RECORDS
-.-.-

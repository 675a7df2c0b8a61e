//! Table storage
//!
//! A `Table` owns its schema, its rows keyed by row identifier, the
//! identifier counter and one `HashIndex` per PRIMARY KEY / UNIQUE column.
//! Indexes hold row identifiers only, so they can always be rebuilt from
//! the rows.

use crate::index::HashIndex;
use crate::types::{ColumnDef, RowId, SqlRow, StoredRow, TableSchema, Value};
use crate::{QuillError, Result};
use ahash::AHashMap;
use std::collections::BTreeMap;

pub struct Table {
    schema: TableSchema,
    /// Row id -> row, iterated in insertion order
    rows: BTreeMap<RowId, StoredRow>,
    next_row_id: RowId,
    /// Canonical column name -> index
    indexes: AHashMap<String, HashIndex>,
}

impl Table {
    /// Create an empty table; an index is set up for every constrained column
    pub fn new(schema: TableSchema) -> Self {
        let indexes = schema
            .columns
            .iter()
            .filter(|c| c.is_indexed())
            .map(|c| (c.name.clone(), HashIndex::new(c.name.clone())))
            .collect();

        Self {
            schema,
            rows: BTreeMap::new(),
            next_row_id: 1,
            indexes,
        }
    }

    /// Rebuild a table from stored rows (snapshot load).
    ///
    /// Rows are normalized to the schema's columns and checked against the
    /// declared types and constraints; indexes are rebuilt from scratch.
    pub fn from_rows(schema: TableSchema, rows: Vec<StoredRow>, next_row_id: RowId) -> Result<Self> {
        let mut table = Table::new(schema);

        for stored in rows {
            if stored.row_id == 0 || stored.row_id >= next_row_id {
                return Err(QuillError::InvalidArgument(format!(
                    "Row id {} in table '{}' is outside the allocated range (next row id {})",
                    stored.row_id,
                    table.name(),
                    next_row_id
                )));
            }
            if table.rows.contains_key(&stored.row_id) {
                return Err(QuillError::InvalidArgument(format!(
                    "Duplicate row id {} in table '{}'",
                    stored.row_id,
                    table.name()
                )));
            }

            let mut data = SqlRow::with_capacity(table.schema.column_count());
            for (name, value) in stored.data {
                let col = table.resolve_column(&name)?;
                table.check_type(col, &value)?;
                if data.insert(col.name.clone(), value).is_some() {
                    return Err(QuillError::InvalidArgument(format!(
                        "Row {} in table '{}' sets column '{}' more than once",
                        stored.row_id,
                        table.name(),
                        col.name
                    )));
                }
            }
            for col in &table.schema.columns {
                data.entry(col.name.clone()).or_insert(Value::Null);
            }

            table.check_constraints(&data, None)?;
            let row = StoredRow::new(stored.row_id, data);
            table.index_row(&row);
            table.rows.insert(row.row_id, row);
        }

        table.next_row_id = next_row_id;
        Ok(table)
    }

    pub fn name(&self) -> &str {
        &self.schema.name
    }

    pub fn schema(&self) -> &TableSchema {
        &self.schema
    }

    pub fn row_count(&self) -> usize {
        self.rows.len()
    }

    /// Identifier the next insert will receive
    pub fn next_row_id(&self) -> RowId {
        self.next_row_id
    }

    /// Rows in ascending row-id order
    pub fn rows(&self) -> impl Iterator<Item = &StoredRow> {
        self.rows.values()
    }

    pub fn get_row(&self, row_id: RowId) -> Option<&StoredRow> {
        self.rows.get(&row_id)
    }

    /// Index on `column` (case-insensitive), if the column is constrained
    pub fn index(&self, column: &str) -> Option<&HashIndex> {
        let col = self.schema.get_column(column)?;
        self.indexes.get(&col.name)
    }

    pub fn has_index(&self, column: &str) -> bool {
        self.index(column).is_some()
    }

    /// Names of indexed columns, in schema order
    pub fn indexed_columns(&self) -> Vec<&str> {
        self.schema
            .columns
            .iter()
            .filter(|c| self.indexes.contains_key(&c.name))
            .map(|c| c.name.as_str())
            .collect()
    }

    /// Resolve a column reference, stripping any `table.` qualifier
    pub fn resolve_column(&self, name: &str) -> Result<&ColumnDef> {
        let bare = strip_qualifier(name);
        self.schema.get_column(bare).ok_or_else(|| {
            QuillError::ColumnNotFound(format!("{}.{}", self.schema.name, bare))
        })
    }

    pub(crate) fn check_type(&self, col: &ColumnDef, value: &Value) -> Result<()> {
        if value.fits(col.col_type) {
            Ok(())
        } else {
            Err(QuillError::TypeMismatch(format!(
                "Column '{}' expects {}, got {} value {}",
                col.name,
                col.col_type,
                value.kind(),
                value
            )))
        }
    }

    /// Validate PRIMARY KEY / UNIQUE constraints for a prospective row.
    ///
    /// `own_row` is the identifier the row currently holds (updates), which
    /// is excluded from the collision check.
    pub(crate) fn check_constraints(&self, candidate: &SqlRow, own_row: Option<RowId>) -> Result<()> {
        for col in self.schema.columns.iter().filter(|c| c.is_indexed()) {
            let value = candidate.get(&col.name).unwrap_or(&Value::Null);

            if value.is_null() {
                if col.is_primary_key() {
                    return Err(QuillError::ConstraintViolation(format!(
                        "Primary key column '{}' cannot be NULL",
                        col.name
                    )));
                }
                continue;
            }

            if let Some(index) = self.indexes.get(&col.name) {
                if index.held_by_other(value, own_row) {
                    let kind = if col.is_primary_key() { "Primary key" } else { "Unique" };
                    return Err(QuillError::ConstraintViolation(format!(
                        "{} constraint violated: {}.{} = {} already exists",
                        kind, self.schema.name, col.name, value
                    )));
                }
            }
        }
        Ok(())
    }

    /// Add every non-null indexed value of `row`
    pub(crate) fn index_row(&mut self, row: &StoredRow) {
        for (column, index) in self.indexes.iter_mut() {
            let value = row.get(column);
            if !value.is_null() {
                index.add(value, row.row_id);
            }
        }
    }

    /// Remove every non-null indexed value of `row`
    pub(crate) fn unindex_row(&mut self, row: &StoredRow) {
        for (column, index) in self.indexes.iter_mut() {
            let value = row.get(column);
            if !value.is_null() {
                index.remove(value, row.row_id);
            }
        }
    }

    pub(crate) fn allocate_row_id(&mut self) -> RowId {
        let id = self.next_row_id;
        self.next_row_id += 1;
        id
    }

    pub(crate) fn rows_mut(&mut self) -> &mut BTreeMap<RowId, StoredRow> {
        &mut self.rows
    }
}

/// `users.id` -> `id`; bare names pass through
pub(crate) fn strip_qualifier(name: &str) -> &str {
    match name.rsplit_once('.') {
        Some((_, column)) => column,
        None => name,
    }
}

-.-.-

WHAT THE EXERCISE ASKS
Among the lines of the material, find those holding the word "SqlRow" and return them.

EXERCISE RESPONSE
use crate::types::{ColumnDef, RowId, SqlRow, StoredRow, TableSchema, Value};
            let mut data = SqlRow::with_capacity(table.schema.column_count());
    pub(crate) fn check_constraints(&self, candidate: &SqlRow, own_row: Option<RowId>) -> Result<()> {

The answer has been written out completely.